WHAT IS NEEDED: Look through the entries below and show every line containing the word "HealthConfig".

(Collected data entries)
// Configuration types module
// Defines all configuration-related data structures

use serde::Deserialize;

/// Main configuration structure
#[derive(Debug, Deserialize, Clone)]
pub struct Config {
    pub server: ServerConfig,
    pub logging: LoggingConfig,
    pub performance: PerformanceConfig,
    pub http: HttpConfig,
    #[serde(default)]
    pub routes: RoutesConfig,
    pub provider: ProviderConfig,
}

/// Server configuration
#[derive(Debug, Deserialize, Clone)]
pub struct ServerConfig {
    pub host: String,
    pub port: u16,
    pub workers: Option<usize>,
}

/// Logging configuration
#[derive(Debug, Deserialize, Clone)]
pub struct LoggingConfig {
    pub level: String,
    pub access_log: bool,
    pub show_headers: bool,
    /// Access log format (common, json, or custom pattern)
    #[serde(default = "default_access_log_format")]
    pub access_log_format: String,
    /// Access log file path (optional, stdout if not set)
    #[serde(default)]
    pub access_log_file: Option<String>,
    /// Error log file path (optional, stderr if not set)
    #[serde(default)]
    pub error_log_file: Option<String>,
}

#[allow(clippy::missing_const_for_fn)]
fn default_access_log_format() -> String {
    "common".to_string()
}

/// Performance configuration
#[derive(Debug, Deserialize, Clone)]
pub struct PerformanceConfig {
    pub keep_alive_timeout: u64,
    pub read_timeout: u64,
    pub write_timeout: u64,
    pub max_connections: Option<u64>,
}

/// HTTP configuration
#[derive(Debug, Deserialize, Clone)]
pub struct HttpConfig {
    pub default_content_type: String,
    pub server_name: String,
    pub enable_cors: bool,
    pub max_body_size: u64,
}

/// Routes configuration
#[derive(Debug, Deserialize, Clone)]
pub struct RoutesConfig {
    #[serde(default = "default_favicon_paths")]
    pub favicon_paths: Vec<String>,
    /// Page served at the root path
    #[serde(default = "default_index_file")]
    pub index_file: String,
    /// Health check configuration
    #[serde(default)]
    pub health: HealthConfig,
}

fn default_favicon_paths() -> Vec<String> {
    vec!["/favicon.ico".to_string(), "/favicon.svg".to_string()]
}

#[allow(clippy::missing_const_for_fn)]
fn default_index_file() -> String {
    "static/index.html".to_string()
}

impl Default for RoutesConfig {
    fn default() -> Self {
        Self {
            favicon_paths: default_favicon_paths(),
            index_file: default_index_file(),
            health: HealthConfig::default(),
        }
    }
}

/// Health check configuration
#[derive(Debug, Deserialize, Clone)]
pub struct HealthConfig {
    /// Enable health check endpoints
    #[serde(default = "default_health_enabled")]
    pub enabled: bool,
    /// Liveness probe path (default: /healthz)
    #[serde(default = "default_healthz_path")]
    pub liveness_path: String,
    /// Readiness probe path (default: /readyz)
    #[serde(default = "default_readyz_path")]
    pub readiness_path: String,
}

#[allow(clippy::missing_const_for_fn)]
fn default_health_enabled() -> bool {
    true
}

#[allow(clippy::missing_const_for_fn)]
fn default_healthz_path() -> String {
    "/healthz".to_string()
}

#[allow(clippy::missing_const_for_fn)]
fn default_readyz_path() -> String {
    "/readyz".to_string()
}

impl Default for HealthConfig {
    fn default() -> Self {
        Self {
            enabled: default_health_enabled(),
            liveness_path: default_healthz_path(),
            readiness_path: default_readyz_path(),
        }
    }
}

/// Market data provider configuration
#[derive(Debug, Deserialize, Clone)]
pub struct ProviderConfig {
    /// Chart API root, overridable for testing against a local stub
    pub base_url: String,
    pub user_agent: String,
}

SOLUTION TO THE EXERCISE:
    pub health: HealthConfig,
            health: HealthConfig::default(),
pub struct HealthConfig {
impl Default for HealthConfig {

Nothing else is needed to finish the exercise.